Retype the records below from their first line through the line containing "Ok(page) => return", and include nothing else.

Recorded data
────────

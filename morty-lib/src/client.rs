//! HTTP client for the character listing endpoint.

use std::sync::Arc;
use std::time::Duration;

use async_trait::async_trait;
use reqwest::Client;
use reqwest::StatusCode;
use reqwest::header::ACCEPT;
use reqwest::header::RETRY_AFTER;
use url::Url;

use crate::api;
use crate::api::Page;
use crate::api::PageSource;
use crate::error::ApiError;
use crate::error::Error;
use crate::model::Records;
use crate::rate_limit::RetryConfig;

/// Client for the paginated character listing.
///
/// Cheap to clone (uses `Arc` internally).
///
/// # Example
///
/// ```ignore
/// use std::time::Duration;
/// use morty_lib::CharacterClient;
///
/// let client = CharacterClient::builder()
///     .timeout(Duration::from_secs(10))
///     .build()?;
///
/// let records = client.load_all().await?;
/// ```
#[derive(Clone)]
pub struct CharacterClient {
    inner: Arc<CharacterClientInner>,
}

struct CharacterClientInner {
    start_url: String,
    http_client: Client,
    timeout: Option<Duration>,
    retry: RetryConfig,
}

impl CharacterClient {
    /// Creates a new builder for constructing a client.
    pub fn builder() -> CharacterClientBuilder {
        CharacterClientBuilder::new()
    }

    /// Returns the URL of the first listing page.
    pub fn start_url(&self) -> &str {
        &self.inner.start_url
    }

    /// Returns the retry configuration.
    pub fn retry_config(&self) -> &RetryConfig {
        &self.inner.retry
    }

    /// Loads every page of the listing, starting at [`start_url`](Self::start_url).
    pub async fn load_all(&self) -> Result<Records, Error> {
        api::load_all(self, &self.inner.start_url).await
    }

    /// Makes a GET request for one page, retrying transient failures.
    async fn request(&self, url: &Url) -> Result<Page, ApiError> {
        let retry = &self.inner.retry;
        let mut attempts = 0;

        loop {
            let result = self.send_request_inner(url).await;

            match result {
                Ok(page) => return Ok(page),
                Err((error, retry_after)) => {
                    if !retry.should_retry(&error, attempts) {
                        return Err(error);
                    }
                    let wait = retry_after.unwrap_or_else(|| retry.delay_for(attempts));
                    log::debug!(
                        "Retrying {} in {:?} after: {} (attempt {})",
                        url,
                        wait,
                        error,
                        attempts + 1
                    );
                    tokio::time::sleep(wait).await;
                    attempts += 1;
                }
            }
        }
    }

    /// Inner request method without retry logic.
    ///
    /// Failures carry the server's `Retry-After` hint, if any.
    async fn send_request_inner(
        &self,
        url: &Url,
    ) -> Result<Page, (ApiError, Option<Duration>)> {
        let mut request = self
            .inner
            .http_client
            .get(url.clone())
            .header(ACCEPT, "application/json");

        if let Some(timeout) = self.inner.timeout {
            request = request.timeout(timeout);
        }

        let response = request
            .send()
            .await
            .map_err(|e| (self.map_transport_error(e), None))?;

        let status = response.status();
        if !status.is_success() {
            let retry_after = if status == StatusCode::TOO_MANY_REQUESTS {
                parse_retry_after(&response)
            } else {
                None
            };
            let body = response.text().await.unwrap_or_default();
            return Err((ApiError::http(status.as_u16(), body), retry_after));
        }

        let body = response
            .text()
            .await
            .map_err(|e| (self.map_transport_error(e), None))?;

        Page::from_json(&body).map_err(|e| (e, None))
    }

    fn map_transport_error(&self, error: reqwest::Error) -> ApiError {
        match self.inner.timeout {
            Some(timeout) if error.is_timeout() => ApiError::Timeout(timeout),
            _ => ApiError::Network(error),
        }
    }
}

#[async_trait]
impl PageSource for CharacterClient {
    async fn fetch_page(&self, url: &str) -> Result<Page, Error> {
        let url = Url::parse(url).map_err(|e| ApiError::InvalidUrl(format!("{}: {}", url, e)))?;
        Ok(self.request(&url).await?)
    }
}

impl std::fmt::Debug for CharacterClient {
    fn fmt(&self, f: &mut std::fmt::Formatter<'_>) -> std::fmt::Result {
        f.debug_struct("CharacterClient")
            .field("start_url", &self.inner.start_url)
            .field("timeout", &self.inner.timeout)
            .field("retry", &self.inner.retry)
            .finish()
    }
}

/// Parses the Retry-After header value (seconds).
fn parse_retry_after(response: &reqwest::Response) -> Option<Duration> {
    response
        .headers()
        .get(RETRY_AFTER)?
        .to_str()
        .ok()?
        .trim()
        .parse::<u64>()
        .ok()
        .map(Duration::from_secs)
}

// =============================================================================
// Builder
// =============================================================================

/// Builder for constructing a [`CharacterClient`].
///
/// # Example
///
/// ```ignore
/// let client = CharacterClient::builder()
///     .start_url("https://rickandmortyapi.com/api/character")
///     .timeout(Duration::from_secs(30))
///     .retry(RetryConfig::no_retry())
///     .build()?;
/// ```
pub struct CharacterClientBuilder {
    start_url: String,
    timeout: Option<Duration>,
    connect_timeout: Option<Duration>,
    retry: RetryConfig,
    http_client: Option<Client>,
}

impl CharacterClientBuilder {
    /// Creates a new builder with default settings.
    pub fn new() -> Self {
        Self {
            start_url: api::DEFAULT_START_URL.to_string(),
            timeout: None,
            connect_timeout: None,
            retry: RetryConfig::default(),
            http_client: None,
        }
    }

    /// Sets the URL of the first listing page.
    ///
    /// Defaults to [`DEFAULT_START_URL`](crate::api::DEFAULT_START_URL).
    pub fn start_url(mut self, url: impl Into<String>) -> Self {
        self.start_url = url.into();
        self
    }

    /// Sets the per-request timeout.
    pub fn timeout(mut self, timeout: Duration) -> Self {
        self.timeout = Some(timeout);
        self
    }

    /// Sets the connection timeout.
    ///
    /// This is applied when building the HTTP client.
    pub fn connect_timeout(mut self, timeout: Duration) -> Self {
        self.connect_timeout = Some(timeout);
        self
    }

    /// Sets the retry behaviour for individual pages.
    pub fn retry(mut self, retry: RetryConfig) -> Self {
        self.retry = retry;
        self
    }

    /// Sets a custom HTTP client.
    ///
    /// If not set, a default client will be created.
    pub fn http_client(mut self, client: Client) -> Self {
        self.http_client = Some(client);
        self
    }

    /// Builds the [`CharacterClient`].
    ///
    /// Fails if the start URL does not parse or the HTTP client cannot be built.
    pub fn build(self) -> Result<CharacterClient, Error> {
        if !self.start_url.is_empty() {
            Url::parse(&self.start_url)
                .map_err(|e| ApiError::InvalidUrl(format!("{}: {}", self.start_url, e)))?;
        }

        let http_client = match self.http_client {
            Some(client) => client,
            None => {
                let mut builder = Client::builder();
                if let Some(timeout) = self.connect_timeout {
                    builder = builder.connect_timeout(timeout);
                }
                builder.build().map_err(ApiError::from)?
            }
        };

        Ok(CharacterClient {
            inner: Arc::new(CharacterClientInner {
                start_url: self.start_url,
                http_client,
                timeout: self.timeout,
                retry: self.retry,
            }),
        })
    }
}

impl Default for CharacterClientBuilder {
    fn default() -> Self {
        Self::new()
    }
}

#[cfg(test)]
mod tests {
    use super::*;

    #[test]
    fn test_builder_defaults_to_public_listing() {
        let client = CharacterClient::builder().build().unwrap();
        assert_eq!(client.start_url(), api::DEFAULT_START_URL);
        assert_eq!(client.retry_config().max_retries, 3);
    }

    #[test]
    fn test_builder_rejects_invalid_start_url() {
        let err = CharacterClient::builder()
            .start_url("not a url")
            .build()
            .unwrap_err();
        assert!(matches!(err, Error::Api(ApiError::InvalidUrl(_))));
    }

    #[tokio::test]
    async fn test_fetch_page_rejects_invalid_url() {
        let client = CharacterClient::builder().build().unwrap();
        let err = client.fetch_page("::nope").await.unwrap_err();
        assert!(matches!(err, Error::Api(ApiError::InvalidUrl(_))));
    }
}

────────

→ **RESPONSE TO THE EXERCISE**
filename morty-lib/src/client.rs
//! HTTP client for the character listing endpoint.

use std::sync::Arc;
use std::time::Duration;

use async_trait::async_trait;
use reqwest::Client;
use reqwest::StatusCode;
use reqwest::header::ACCEPT;
use reqwest::header::RETRY_AFTER;
use url::Url;

use crate::api;
use crate::api::Page;
use crate::api::PageSource;
use crate::error::ApiError;
use crate::error::Error;
use crate::model::Records;
use crate::rate_limit::RetryConfig;

/// Client for the paginated character listing.
///
/// Cheap to clone (uses `Arc` internally).
///
/// # Example
///
/// ```ignore
/// use std::time::Duration;
/// use morty_lib::CharacterClient;
///
/// let client = CharacterClient::builder()
///     .timeout(Duration::from_secs(10))
///     .build()?;
///
/// let records = client.load_all().await?;
/// ```
#[derive(Clone)]
pub struct CharacterClient {
    inner: Arc<CharacterClientInner>,
}

struct CharacterClientInner {
    start_url: String,
    http_client: Client,
    timeout: Option<Duration>,
    retry: RetryConfig,
}

impl CharacterClient {
    /// Creates a new builder for constructing a client.
    pub fn builder() -> CharacterClientBuilder {
        CharacterClientBuilder::new()
    }

    /// Returns the URL of the first listing page.
    pub fn start_url(&self) -> &str {
        &self.inner.start_url
    }

    /// Returns the retry configuration.
    pub fn retry_config(&self) -> &RetryConfig {
        &self.inner.retry
    }

    /// Loads every page of the listing, starting at [`start_url`](Self::start_url).
    pub async fn load_all(&self) -> Result<Records, Error> {
        api::load_all(self, &self.inner.start_url).await
    }

    /// Makes a GET request for one page, retrying transient failures.
    async fn request(&self, url: &Url) -> Result<Page, ApiError> {
        let retry = &self.inner.retry;
        let mut attempts = 0;

        loop {
            let result = self.send_request_inner(url).await;

            match result {
                Ok(page) => return Ok(page),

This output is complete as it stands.